I thought I’d get a jump in my New Year’s resolution to get into better shape, so I started an aqua size class just before the new year. After class while in the change room I noticed a woman getting dressed next to me who seemed rather dour. As I was getting ready to leave I wished her a Happy New Year and she snarled at me and said “New Year means nothing to me”. I could have been offended and have left it at that. Instead, I asked her why she felt that way.
Her husband had recently passed away and she was all alone. On top of that, her elderly mother living in Europe had suffered a stroke and had no one to take care of her. She was planning a trip back home however, the flights over the holidays were exorbitant and she was forced to wait until after the new year before purchasing the tickets. I listening with empathy and commiserated with her. I told her I hoped things would improve for her and her mother. As we were walking out the door, she wished me a Happy New Year.

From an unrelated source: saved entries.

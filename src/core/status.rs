//! Status snapshots published after admission passes.

use serde::{Deserialize, Serialize};

/// Per-project queue snapshot.
#[derive(Debug, Clone, Copy, Default, PartialEq, Eq, Serialize, Deserialize)]
#[serde(rename_all = "camelCase")]
pub struct QueueStatus {
    /// Queue enabled flag from the task store.
    pub enabled: bool,
    /// Concurrency ceiling in effect.
    pub max_concurrent: u32,
    /// Live running count from the execution runner.
    pub running_count: usize,
    /// `max_concurrent - running_count`, floored at zero.
    pub available_slots: usize,
    /// Backlog size seen by the pass, when the pass read it.
    pub backlog_count: usize,
    /// Admission requests still pending on the project's chain.
    pub chain_depth: usize,
}

/// Sink for status snapshots (typically a UI event bus).
pub trait StatusSink: Send + Sync {
    /// Publish a snapshot scoped to a project.
    fn emit(&self, event: &str, project_id: &str, status: &QueueStatus);
}
//! Task store interface and the task/project records the scheduler reads.

use std::path::PathBuf;

use async_trait::async_trait;
use serde::{Deserialize, Serialize};

use crate::config::QueueConfig;
use crate::core::SchedulerError;
use crate::util::serde::{Priority, ProjectId, TaskId};
use crate::util::timestamp::CreatedAt;

/// Lifecycle status persisted on a task record.
///
/// The scheduler only reads `Backlog`; everything else is owned by the UI
/// and the execution completion handlers.
#[derive(Debug, Clone, Copy, PartialEq, Eq, Hash, Serialize, Deserialize)]
#[serde(rename_all = "snake_case")]
pub enum TaskStatus {
    /// Eligible for admission.
    Backlog,
    /// An agent execution was started for it.
    Running,
    /// Waiting for automated review.
    AiReview,
    /// Waiting for a person.
    HumanReview,
    /// Finished.
    Done,
    /// Execution failed.
    Failed,
}

/// A persisted task record.
#[derive(Debug, Clone, PartialEq, Eq, Serialize, Deserialize)]
#[serde(rename_all = "camelCase")]
pub struct Task {
    /// Unique task identifier.
    pub id: TaskId,
    /// Owning project.
    pub project_id: ProjectId,
    /// Spec handed to the execution runner.
    pub spec_id: String,
    /// Persisted status. Not used for concurrency accounting.
    pub status: TaskStatus,
    /// Admission priority.
    pub priority: Priority,
    /// Creation time in whatever form the writer stored it.
    pub created_at: CreatedAt,
}

impl Task {
    /// Backlog task whose spec id equals its task id.
    pub fn backlog(
        id: impl Into<TaskId>,
        project_id: impl Into<ProjectId>,
        priority: Priority,
        created_at: impl Into<CreatedAt>,
    ) -> Self {
        let id = id.into();
        Self {
            spec_id: id.clone(),
            id,
            project_id: project_id.into(),
            status: TaskStatus::Backlog,
            priority,
            created_at: created_at.into(),
        }
    }
}

/// A persisted project record.
#[derive(Debug, Clone, PartialEq, Eq, Serialize, Deserialize)]
#[serde(rename_all = "camelCase")]
pub struct ProjectRecord {
    /// Unique project identifier.
    pub id: ProjectId,
    /// Working directory executions run in.
    pub path: PathBuf,
    /// Queue settings.
    #[serde(default)]
    pub queue: QueueConfig,
    /// Branch executions start from, when configured.
    #[serde(default)]
    pub base_branch: Option<String>,
}

impl ProjectRecord {
    /// Project with the given queue settings and no base branch.
    pub fn new(id: impl Into<ProjectId>, path: impl Into<PathBuf>, queue: QueueConfig) -> Self {
        Self {
            id: id.into(),
            path: path.into(),
            queue,
            base_branch: None,
        }
    }
}

/// Read access to durable project and task records.
#[async_trait]
pub trait TaskStore: Send + Sync {
    /// Look up a project record.
    async fn get_project(&self, project_id: &str) -> Result<Option<ProjectRecord>, SchedulerError>;

    /// Queue settings for a project.
    async fn get_project_queue_config(&self, project_id: &str) -> Result<QueueConfig, SchedulerError> {
        self.get_project(project_id)
            .await?
            .map(|p| p.queue)
            .ok_or_else(|| SchedulerError::UnknownProject(project_id.to_owned()))
    }

    /// Tasks in `Backlog` status for a project, in store order.
    async fn list_backlog_tasks(&self, project_id: &str) -> Result<Vec<Task>, SchedulerError>;
}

Often we see people who react negatively to occasions when we make a pleasant comment. We take it personally and wonder, “What’s up with them?” It’s often a reflex on their part and may be a cry for help or a wish to unburden themselves. We have no idea what’s going on in their world.
I typically don’t make New Year’s resolutions because they don’t tend to last (especially my ‘get into better shape’ one). This year though, I’m resolving not to jump to conclusions when someone’s approach is negative, but instead give them the benefit of the doubt. We just don’t know what burden they may be carrying. I hope you’ll consider doing the same. There, but for the grace of god or fortune, go you or I.